In May, Germany's parliament passed a law banning conversion therapy on anyone under 18. It's also prohibited in Brazil, Switzerland and Taiwan, plus parts of Australia, Canada and the US. Two years ago, then-Prime Minister Theresa May pledged to "end the practice of conversion therapy" in the UK as part of her LGBT Action Plan. Since then, the Conservative government has dragged its heels; it's highly criticised tweet was the first time in recent years it has attempted to engage with the issue.
Conversion therapy isn’t just unethical – it can also have devastating long-term effects. A 2018 study by the Ozanne Foundation found that nearly 70 percent of conversion therapy survivors have had suicidal thoughts, 40 percent have self-harmed and nearly 25 percent have suffered from eating disorders.
Justin Beck, 35, was raised in an evangelical Christian community in Glasgow and endured a similar form of conversion therapy to Taylor Bystrom in Tennessee. At times, he was even "exorcised" and "had church elders trying to cast demons out of me". He says it’s taken him a decade of counselling to unpack the frightening and belittling rituals he succumbed to between the ages of 17 and 23.
"As a mature adult looking back on it now, I can see that conversion therapy relies on this negative, toxic mentality of eradicating your self-worth and manipulating you against all of your own natural instincts," he says. "I'm a really tall person, but I used to stoop down all the time because I wanted to be invisible. I hated everything about myself because I thought I was evil."
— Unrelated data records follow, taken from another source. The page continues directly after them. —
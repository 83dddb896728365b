/// The evaluator module executes AST nodes and computes results.
///
/// The evaluator traverses the AST, applies arithmetic operators, resolves
/// variables against the evaluation context, and dispatches calls to built-in
/// functions. It is the core execution engine of the interpreter.
///
/// # Responsibilities
/// - Evaluates AST nodes, performing all supported operations.
/// - Resolves variables and built-in functions by name.
/// - Reports runtime errors such as unknown names or wrong argument counts.
pub mod evaluator;
/// The lexer module tokenizes an input line for further parsing.
///
/// The lexer (tokenizer) reads the raw line and produces a sequence of
/// tokens, each corresponding to a meaningful element such as a number,
/// identifier, operator, or delimiter. This is the first stage of
/// interpretation.
///
/// # Responsibilities
/// - Converts the input character stream into tokens with source offsets.
/// - Handles numeric literals, identifiers, and operators.
/// - Reports lexical errors for unrecognized characters.
pub mod lexer;
/// The parser module builds the abstract syntax tree (AST) from tokens.
///
/// The parser processes the token sequence produced by the lexer and
/// constructs an AST that represents the syntactic structure of the
/// expression, honoring operator precedence and associativity.
///
/// # Responsibilities
/// - Converts tokens into structured AST nodes.
/// - Validates correct grammar and syntax, reporting errors with offsets.
/// - Supports arithmetic, function calls, and grouping.
pub mod parser;
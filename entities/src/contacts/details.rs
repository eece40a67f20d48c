use shared_kernel::non_empty_string;

non_empty_string!(ContactName);
non_empty_string!(ContactEmailInner);

#[derive(Clone, Debug, PartialEq, Eq)]
pub struct ContactEmail(ContactEmailInner);

impl AsRef<str> for ContactEmail {
    fn as_ref(&self) -> &str {
        self.0.as_ref()
    }
}

impl TryFrom<String> for ContactEmail {
    type Error = String;

    fn try_from(value: String) -> Result<Self, Self::Error> {
        use validator::validate_email;
        let non_empty_string = ContactEmailInner::try_from(value)?;

        let is_valid = validate_email(non_empty_string.as_ref());
        if is_valid {
            return Ok(ContactEmail(non_empty_string));
        }
        Err(format!("{} is an invalid email", non_empty_string.as_ref()))
    }
}
use crate::authentication::AuthSettings;
use crate::configuration::{ApplicationSettings, Settings};
use crate::use_case_app_container::UseCaseAppContainer;
use actix_cors::Cors;
use actix_web::http::{header, Method};
use actix_web::{web, App, HttpServer};
use anyhow::Context;
use document_renderer::PdfRenderer;
use notifications::email::EmailNotifier;
use shared_kernel::tracing::{config_telemetry, shutdown_global_tracer_provider};
use sqlx_postgres::repository::Repository;
use std::sync::Arc;
use tracing_actix_web::TracingLogger;
use use_cases::AppImpl;

mod authentication;
mod configuration;
mod errors;
mod routes;
#[cfg(test)]
mod test_support;
mod use_case_app_container;

#[tokio::main]
async fn main() -> anyhow::Result<()> {
    config_telemetry("contact_form_http_server")?;
    let result = serve().await;
    shutdown_global_tracer_provider();
    result
}

async fn serve() -> anyhow::Result<()> {
    let settings = Settings::parse()?;

    let repository = Repository::new(&settings.database).await?;
    repository.migrate().await?;
    let renderer = Arc::new(PdfRenderer::new(&settings.documents).await?);
    let notifier = Arc::new(EmailNotifier::new(&settings.email)?);

    let app_container = web::Data::new(UseCaseAppContainer::new(AppImpl::new(
        repository.clone(),
        renderer,
        notifier,
    )));
    let auth_settings: web::Data<AuthSettings> = web::Data::new(settings.authentication);
    let application = settings.application;
    let address = (application.host.clone(), application.port);

    tracing::info!(host = %address.0, port = address.1, "Starting server");
    let server = HttpServer::new(move || {
        App::new()
            .wrap(cors(&application))
            .wrap(TracingLogger::default())
            .app_data(app_container.clone())
            .app_data(auth_settings.clone())
            .configure(routes::config)
    })
    .bind(address)
    .context("Failed to bind server address")?
    .run()
    .await
    .context("Server failed to run");

    repository.close().await;
    server
}

fn cors(settings: &ApplicationSettings) -> Cors {
    let cors = if settings.allowed_origins.is_empty() {
        Cors::default().allow_any_origin()
    } else {
        settings
            .allowed_origins
            .iter()
            .fold(Cors::default(), |cors, origin| cors.allowed_origin(origin))
    };

    cors.allowed_methods([Method::GET, Method::POST, Method::DELETE])
        .allowed_headers([header::AUTHORIZATION, header::CONTENT_TYPE])
        .expose_headers([header::CONTENT_DISPOSITION])
        .max_age(3600)
}
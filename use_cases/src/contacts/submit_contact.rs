use crate::contacts::{ContactError, ContactsRepo, DocumentRenderer, Notifier};
use anyhow::anyhow;
use async_trait::async_trait;
use entities::contacts::{Contact, NewContact};
use serde_json::Value;
use std::sync::Arc;
use tracing::info;

#[async_trait]
pub trait SubmitContactInteractor: Send + Sync {
    async fn submit(&self, submission: Value) -> Result<Contact, ContactError>;
}

pub struct SubmitContactImpl {
    repo: Arc<dyn ContactsRepo>,
    renderer: Arc<dyn DocumentRenderer>,
    notifier: Arc<dyn Notifier>,
}

impl SubmitContactImpl {
    pub fn new(
        repo: Arc<dyn ContactsRepo>,
        renderer: Arc<dyn DocumentRenderer>,
        notifier: Arc<dyn Notifier>,
    ) -> Self {
        Self {
            repo,
            renderer,
            notifier,
        }
    }
}

#[async_trait]
impl SubmitContactInteractor for SubmitContactImpl {
    /// Persists first. A failure to render or deliver the email is reported, but the
    /// stored contact is kept.
    #[tracing::instrument(err, skip(self, submission), level = "info")]
    async fn submit(&self, submission: Value) -> Result<Contact, ContactError> {
        let new_contact = NewContact::try_from(submission)
            .map_err(|err| anyhow!("Contact validation failed: {err}"))?;

        let contact = self.repo.create(new_contact).await?;
        info!(contact_id = %contact.id, "Contact saved");

        let document = self.renderer.render(&contact).await?;
        info!(path = %document.path().display(), "Contact document generated");

        self.notifier.send(&contact, &document).await?;
        info!(contact_id = %contact.id, "Contact email sent");

        Ok(contact)
    }
}

#[cfg(test)]
mod tests {
    use super::{SubmitContactImpl, SubmitContactInteractor};
    use crate::contacts::fixtures::{rendered_document, transient_file};
    use crate::contacts::{ContactError, MockContactsRepo, MockDocumentRenderer, MockNotifier};
    use anyhow::anyhow;
    use entities::contacts::Contact;
    use serde_json::json;
    use std::sync::Arc;

    fn repo_that_saves() -> MockContactsRepo {
        let mut repo = MockContactsRepo::new();
        repo.expect_create().times(1).returning(|new_contact| {
            Ok(Contact::new(
                entities::contacts::ContactId::generate(),
                new_contact,
                chrono::Utc::now(),
            ))
        });
        repo
    }

    fn submission() -> serde_json::Value {
        json!({"name": "Ada", "email": "ada@example.com", "message": "hi"})
    }

    #[tokio::test]
    async fn test_that_contact_is_saved_rendered_and_sent() {
        let path = transient_file();
        let document_path = path.clone();
        let mut renderer = MockDocumentRenderer::new();
        renderer
            .expect_render()
            .times(1)
            .returning(move |_| Ok(rendered_document(&document_path)));
        let mut notifier = MockNotifier::new();
        notifier
            .expect_send()
            .withf(|contact, document| contact.name == "Ada" && document.path().exists())
            .times(1)
            .returning(|_, _| Ok(()));

        let interactor = SubmitContactImpl::new(
            Arc::new(repo_that_saves()),
            Arc::new(renderer),
            Arc::new(notifier),
        );

        let contact = interactor.submit(submission()).await.unwrap();

        assert_eq!(contact.name, "Ada");
        assert_eq!(contact.email(), Some("ada@example.com"));
        assert_eq!(contact.message(), Some("hi"));
        assert!(!path.exists());
    }

    #[tokio::test]
    async fn test_that_failed_email_keeps_the_contact_and_removes_the_document() {
        let path = transient_file();
        let document_path = path.clone();
        let mut renderer = MockDocumentRenderer::new();
        renderer
            .expect_render()
            .returning(move |_| Ok(rendered_document(&document_path)));
        let mut notifier = MockNotifier::new();
        notifier
            .expect_send()
            .times(1)
            .returning(|_, _| Err(anyhow!("SMTP relay refused the message")));

        let interactor = SubmitContactImpl::new(
            Arc::new(repo_that_saves()),
            Arc::new(renderer),
            Arc::new(notifier),
        );

        let result = interactor.submit(submission()).await;

        assert!(matches!(result, Err(ContactError::Internal(_))));
        assert!(!path.exists());
    }

    #[tokio::test]
    async fn test_that_failed_render_keeps_the_contact_and_skips_the_email() {
        let mut renderer = MockDocumentRenderer::new();
        renderer
            .expect_render()
            .times(1)
            .returning(|_| Err(anyhow!("Failed to write document")));
        let mut notifier = MockNotifier::new();
        notifier.expect_send().times(0);

        let interactor = SubmitContactImpl::new(
            Arc::new(repo_that_saves()),
            Arc::new(renderer),
            Arc::new(notifier),
        );

        let result = interactor.submit(submission()).await;

        assert!(matches!(result, Err(ContactError::Internal(_))));
    }

    #[tokio::test]
    async fn test_that_invalid_submission_is_not_saved() {
        let mut repo = MockContactsRepo::new();
        repo.expect_create().times(0);
        let mut renderer = MockDocumentRenderer::new();
        renderer.expect_render().times(0);

        let interactor = SubmitContactImpl::new(
            Arc::new(repo),
            Arc::new(renderer),
            Arc::new(MockNotifier::new()),
        );

        let result = interactor
            .submit(json!({"email": "ada@example.com"}))
            .await;

        assert!(matches!(result, Err(ContactError::Internal(_))));
    }

    #[tokio::test]
    async fn test_that_store_failure_stops_the_pipeline() {
        let mut repo = MockContactsRepo::new();
        repo.expect_create()
            .returning(|_| Err(anyhow!("Failed to insert contact")));
        let mut renderer = MockDocumentRenderer::new();
        renderer.expect_render().times(0);

        let interactor = SubmitContactImpl::new(
            Arc::new(repo),
            Arc::new(renderer),
            Arc::new(MockNotifier::new()),
        );

        let err = interactor.submit(submission()).await.unwrap_err();
        assert_eq!(err.to_string(), "Failed to insert contact");
    }
}
use crate::errors::ApiError;
use crate::use_case_app_container::UseCaseAppContainer;
use actix_web::{web, HttpResponse};

#[tracing::instrument(err, skip(app), level = "info")]
pub(super) async fn get_contact(
    id: web::Path<String>,
    app: web::Data<UseCaseAppContainer>,
) -> Result<HttpResponse, ApiError> {
    let contact = app
        .get_client()
        .get_contact()
        .get(&id)
        .await
        .map_err(ApiError::masked)?;

    Ok(HttpResponse::Ok().json(contact))
}
use actix_web::{
    error,
    http::{header::ContentType, StatusCode},
    HttpResponse,
};
use serde_json::json;
use thiserror::Error;
use use_cases::contacts::ContactError;

#[derive(Error, Debug)]
pub enum ApiError {
    #[error("{0}")]
    BadRequest(String),
    #[error("{0}")]
    Unauthorized(String),
    #[error("{0}")]
    Forbidden(String),
    #[error("{0}")]
    NotFound(String),
    #[error("{0}")]
    InternalServerError(#[from] anyhow::Error),
    /// Internal failure whose cause is logged but never sent to the client.
    #[error("Server error")]
    ServerError(anyhow::Error),
}

impl ApiError {
    /// Same mapping as `From<ContactError>` except internal failures hide their message.
    pub fn masked(err: ContactError) -> Self {
        match err {
            ContactError::Internal(err) => ApiError::ServerError(err),
            other => other.into(),
        }
    }
}

impl From<ContactError> for ApiError {
    fn from(err: ContactError) -> Self {
        let message = err.to_string();
        match err {
            ContactError::InvalidId => ApiError::BadRequest(message),
            ContactError::NotFound => ApiError::NotFound(message),
            ContactError::Forbidden => ApiError::Forbidden(message),
            ContactError::Internal(err) => ApiError::InternalServerError(err),
        }
    }
}

impl error::ResponseError for ApiError {
    fn status_code(&self) -> StatusCode {
        match *self {
            ApiError::BadRequest(_) => StatusCode::BAD_REQUEST,
            ApiError::Unauthorized(_) => StatusCode::UNAUTHORIZED,
            ApiError::Forbidden(_) => StatusCode::FORBIDDEN,
            ApiError::NotFound(_) => StatusCode::NOT_FOUND,
            ApiError::InternalServerError(_) | ApiError::ServerError(_) => {
                StatusCode::INTERNAL_SERVER_ERROR
            }
        }
    }

    fn error_response(&self) -> HttpResponse {
        if let ApiError::ServerError(cause) = self {
            tracing::error!("{cause:?}");
        }
        let err_json = json!({ "error": self.to_string() });
        HttpResponse::build(self.status_code())
            .insert_header(ContentType::json())
            .json(err_json)
    }
}
use crate::authentication::AuthenticatedUserInfo;
use crate::errors::ApiError;
use crate::use_case_app_container::UseCaseAppContainer;
use actix_web::{web, HttpRequest, HttpResponse};

#[tracing::instrument(err, skip(app, req), level = "info")]
pub(super) async fn list_contacts(
    app: web::Data<UseCaseAppContainer>,
    req: HttpRequest,
) -> Result<HttpResponse, ApiError> {
    let user: AuthenticatedUserInfo = (&req).try_into()?;
    let contacts = app.get_client().list_contacts().list(&user).await?;

    Ok(HttpResponse::Ok().json(contacts))
}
Pressure is now mounting on the UK government to fulfil its promise to crack down on conversion therapy. Celebrities and prominent members of the LGBTQ community, including Munroe Bergdorf, Olly Alexander and Dua Lipa, have signed Ban Conversion Therapy’s open letter to Liz Truss, the Minister for Women and Equalities. Co-founder Hyndman concedes that "conversion therapy is going to be difficult to define and police", especially within insular faith-based communities, but points out that "something this detrimental to LGBT young people shouldn’t be ignored or sidelined just because it’s difficult".
Meanwhile, a petition started by Mased Ahmad calling on the government to make conversion therapy a criminal offence has gathered more than 220,000 signatures.
"When young people grow up hearing that being LGBT is the worst thing you can be, that puts them in a very vulnerable position where they see who they are as fundamentally wrong," says Stonewall’s Josh Bradlow. "And that is what creates the conditions for conversion therapy to thrive. So if we're going to truly tackle conversion therapy, we also have to tackle the onslaught of negative messages that LGBT young people hear from the day they're born."